Ce n’est pas seulement l’événement extérieur, réel, qui est enduré, mais sa pénétration à l’intérieur du psychisme individuel avec pour conséquence la désorganisation et la modification du rapport du sujet à lui-même et aux autres, suscitant un fort sentiment d’insécurité, un ébranlement considérable de ses références habituelles ainsi que de ses certitudes qui lui procuraient jusque-là un sentiment de confiance, le menant parfois à des agissements apparemment irrationnels. Rappelez-vous la série d’incendies qui a eu lieu quelques jours après l’explosion: des Libanais se sont dépêchés de fuir la capitale, d’autres se sont réfugiés dans des abris dérisoires (quelqu’un s’est enfermé dans une armoire parce que son chat l’avait fait au moment de l’explosion et s’en était sorti indemne).

Avec l’explosion au port le 4 août mais aussi, pour certains, avec la Covid-19, un sujet vit, beaucoup plus inconsciemment que consciemment, une confrontation trop proche, trop douloureuse avec l’événement, si insoutenable qu’elle ne peut facilement être rendue avec des mots. C’est une effraction psychique, une intrusion dans l’intime d’une telle violence qu’un sujet se retrouve en état de sidération. La plupart des personnes choquées décrivent cet état qui s’empare d’eux et qui les laisse totalement désorientées ("L’explosion du port a fait tout exploser à l’intérieur de moi-même."). Quelques-unes sont envahies par un sentiment angoissant qui les tenaille, qui les ronge jour et nuit, qu’ils n’arrivent pas à dire, comme s’il échappait à toute représentation familière, une rencontre avec l’impensable, l’irreprésentable: la mort. Une femme de 60 ans en parle ainsi: "J’ai l’habitude de dire que je n’ai pas peur de la mort, que je l’attends même avec une sorte de sérénité. Quelle sottise! Sur les lieux de l’attentat, je me suis dit: ça y est, je vais mourir et j’ai été prise d’un affolement indescriptible"
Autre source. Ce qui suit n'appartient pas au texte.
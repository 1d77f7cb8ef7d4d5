mod common;

use candlecast::application::window_loader::LoadOptions;
use candlecast::domain::errors::ServiceError;
use candlecast::domain::market::{Provenance, Timeframe};
use candlecast::domain::ports::CandleProvider;
use candlecast::infrastructure::mock::{MockProvider, raw_candles};
use chrono::Duration;
use common::{Harness, test_now};
use rust_decimal::Decimal;
use std::sync::Arc;

#[tokio::test]
async fn upstream_failover_serves_fallback_and_writes_through() {
    let dir = tempfile::tempdir().unwrap();
    let harness = Harness::new(&dir).await;

    let primary = Arc::new(MockProvider::new("primary"));
    let fallback = Arc::new(MockProvider::new("fallback"));
    let from = test_now() - Duration::hours(10);
    primary.push_candles(Vec::new()); // primary comes back empty for XYZ
    fallback.push_candles(raw_candles(from, Timeframe::FiveMin, 100, 50.0));

    let loader = harness.loader(vec![primary.clone() as Arc<dyn CandleProvider>, fallback.clone()]);
    let slice = loader
        .load("XYZ", Timeframe::FiveMin, from, test_now(), LoadOptions::default())
        .await
        .unwrap();

    assert_eq!(slice.len(), 100);
    assert!(slice.candles().iter().all(|c| c.provenance == Provenance::Fallback));
    assert_eq!(primary.call_count(), 1);
    assert_eq!(fallback.call_count(), 1);

    // Write-through: the store now holds the candles.
    let stored = harness
        .candle_repo
        .find_range("XYZ", Timeframe::FiveMin, from, test_now())
        .await
        .unwrap();
    assert_eq!(stored.len(), 100);
}

#[tokio::test]
async fn scroll_back_fetches_only_the_missing_head() {
    let dir = tempfile::tempdir().unwrap();
    let harness = Harness::new(&dir).await;

    // Store covers [t1, t2]; ask for [t1 - 24h, t2].
    let seeded = harness.seed_candles("ACME", 50, 100.0).await;
    let t1 = seeded.first().unwrap().ts;
    let t2 = seeded.last().unwrap().ts;
    let from = t1 - Duration::hours(24);

    let provider = Arc::new(MockProvider::new("primary"));
    provider.push_candles(raw_candles(from, Timeframe::FiveMin, 288, 99.0));

    let loader = harness.loader(vec![provider.clone() as Arc<dyn CandleProvider>]);
    let slice = loader
        .load("ACME", Timeframe::FiveMin, from, t2, LoadOptions::default())
        .await
        .unwrap();

    // Upstream was asked only for the uncovered head.
    let calls = provider.calls();
    assert_eq!(calls.len(), 1);
    assert_eq!(calls[0].2, from);
    assert!(calls[0].3 <= t1);

    assert_eq!(slice.first().unwrap().ts, from);
    assert_eq!(slice.last().unwrap().ts, t2);
    // Merged, deduplicated, strictly ascending.
    for pair in slice.candles().windows(2) {
        assert!(pair[0].ts < pair[1].ts);
    }
}

#[tokio::test]
async fn repeat_load_is_bit_equal_and_cached() {
    let dir = tempfile::tempdir().unwrap();
    let harness = Harness::new(&dir).await;

    let provider = Arc::new(MockProvider::new("primary"));
    let from = test_now() - Duration::hours(5);
    provider.push_candles(raw_candles(from, Timeframe::FiveMin, 60, 42.0));

    let loader = harness.loader(vec![provider.clone() as Arc<dyn CandleProvider>]);
    let first = loader
        .load("ACME", Timeframe::FiveMin, from, test_now(), LoadOptions::default())
        .await
        .unwrap();
    let second = loader
        .load("ACME", Timeframe::FiveMin, from, test_now(), LoadOptions::default())
        .await
        .unwrap();

    assert_eq!(first, second);
    // Second answer came from the hot tier.
    assert_eq!(provider.call_count(), 1);
}

#[tokio::test]
async fn canonicalization_rejects_invalid_candles() {
    let dir = tempfile::tempdir().unwrap();
    let harness = Harness::new(&dir).await;

    let provider = Arc::new(MockProvider::new("primary"));
    let from = test_now() - Duration::hours(4);
    let mut raw = raw_candles(from, Timeframe::FiveMin, 20, 100.0);

    // Future candle beyond the +1h clamp.
    let mut future = raw_candles(test_now() + Duration::hours(3), Timeframe::FiveMin, 1, 100.0);
    raw.append(&mut future);
    // Misaligned timestamp.
    let mut skewed = raw_candles(from + Duration::seconds(90), Timeframe::FiveMin, 1, 100.0);
    raw.append(&mut skewed);
    // Inverted OHLC.
    let mut broken = raw_candles(from + Duration::hours(2), Timeframe::FiveMin, 1, 100.0);
    broken[0].low = Decimal::from(200);
    raw.append(&mut broken);

    provider.push_candles(raw);

    let loader = harness.loader(vec![provider as Arc<dyn CandleProvider>]);
    let slice = loader
        .load("ACME", Timeframe::FiveMin, from, test_now(), LoadOptions::default())
        .await
        .unwrap();

    assert_eq!(slice.len(), 20);
    let limit = test_now() + Duration::hours(1);
    assert!(slice.candles().iter().all(|c| c.ts <= limit));
    assert!(slice.candles().iter().all(|c| c.ohlc_valid()));
    assert!(slice.candles().iter().all(|c| c.ts.timestamp() % 300 == 0));
}

#[tokio::test]
async fn empty_everything_is_data_unavailable() {
    let dir = tempfile::tempdir().unwrap();
    let harness = Harness::new(&dir).await;
    let provider = Arc::new(MockProvider::new("primary"));

    let loader = harness.loader(vec![provider as Arc<dyn CandleProvider>]);
    let result = loader
        .load(
            "NOPE",
            Timeframe::FiveMin,
            test_now() - Duration::hours(3),
            test_now(),
            LoadOptions::default(),
        )
        .await;
    assert!(matches!(result, Err(ServiceError::DataUnavailable { .. })));
}

#[tokio::test]
async fn thin_results_are_insufficient_coverage() {
    let dir = tempfile::tempdir().unwrap();
    let harness = Harness::new(&dir).await;

    let provider = Arc::new(MockProvider::new("primary"));
    let from = test_now() - Duration::hours(3);
    provider.push_candles(raw_candles(from, Timeframe::FiveMin, 4, 10.0));

    let loader = harness.loader(vec![provider as Arc<dyn CandleProvider>]);
    let result = loader
        .load("ACME", Timeframe::FiveMin, from, test_now(), LoadOptions::default())
        .await;
    match result {
        Err(ServiceError::InsufficientCoverage { got, need, .. }) => {
            assert_eq!(got, 4);
            assert_eq!(need, 10);
        }
        other => panic!("expected InsufficientCoverage, got {:?}", other.map(|s| s.len())),
    }
}

#[tokio::test]
async fn all_providers_error_surfaces_upstream_failure() {
    let dir = tempfile::tempdir().unwrap();
    let harness = Harness::new(&dir).await;

    let primary = Arc::new(MockProvider::new("primary"));
    let fallback = Arc::new(MockProvider::new("fallback"));
    primary.push_error("rate limited");
    fallback.push_error("maintenance window");

    let loader = harness.loader(vec![
        primary as Arc<dyn CandleProvider>,
        fallback as Arc<dyn CandleProvider>,
    ]);
    let result = loader
        .load(
            "ACME",
            Timeframe::FiveMin,
            test_now() - Duration::hours(3),
            test_now(),
            LoadOptions::default(),
        )
        .await;
    match result {
        Err(ServiceError::UpstreamFailure { last_error }) => {
            assert!(last_error.contains("maintenance window"));
        }
        other => panic!("expected UpstreamFailure, got {:?}", other.map(|s| s.len())),
    }
}

#[tokio::test]
async fn fetch_latest_returns_newest_candle() {
    let dir = tempfile::tempdir().unwrap();
    let harness = Harness::new(&dir).await;
    let seeded = harness.seed_candles("ACME", 40, 101.5).await;

    let provider = Arc::new(MockProvider::new("primary"));
    let loader = harness.loader(vec![provider as Arc<dyn CandleProvider>]);

    let latest = loader.fetch_latest("ACME", Timeframe::FiveMin).await.unwrap();
    assert_eq!(latest.ts, seeded.last().unwrap().ts);
}

#[tokio::test]
async fn clear_caches_forces_refetch_from_store() {
    let dir = tempfile::tempdir().unwrap();
    let harness = Harness::new(&dir).await;

    let provider = Arc::new(MockProvider::new("primary"));
    let from = test_now() - Duration::hours(5);
    provider.push_candles(raw_candles(from, Timeframe::FiveMin, 60, 42.0));

    let loader = harness.loader(vec![provider.clone() as Arc<dyn CandleProvider>]);
    let first = loader
        .load("ACME", Timeframe::FiveMin, from, test_now(), LoadOptions::default())
        .await
        .unwrap();
    loader.clear_caches().await;
    let second = loader
        .load("ACME", Timeframe::FiveMin, from, test_now(), LoadOptions::default())
        .await
        .unwrap();

    // Same data, now served by the store (provider script is exhausted,
    // further calls return empty batches).
    assert_eq!(first.len(), second.len());
    assert!(second.candles().iter().all(|c| c.provenance == Provenance::Db));
}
L’effraction psychique peut déclencher une angoisse telle qu’elle se généralise à l’ensemble de la conduite et rendre une personne craintive de tout, la menant à se renfermer sur elle-même et à s’isoler. Un homme d’une cinquantaine d’année l’illustre ainsi: "Je vis ce retrait comme un refuge, comme le fait ma tortue qui s’enfouit dans sa carapace pour échapper au danger." Le ressenti de l’évènement peut sembler durer continuellement, comme s’il était sans fin. On a le sentiment qu’on ne peut pas contrôler cette douleur ni cette violence qui désorganisent l’existence, qui empêchent de donner encore du sens à ce qu’on vit et qui peut mener à l’effondrement psychique, à la perte du sentiment d’identité ("Je ne me reconnais plus, je ne suis plus le ou la même.")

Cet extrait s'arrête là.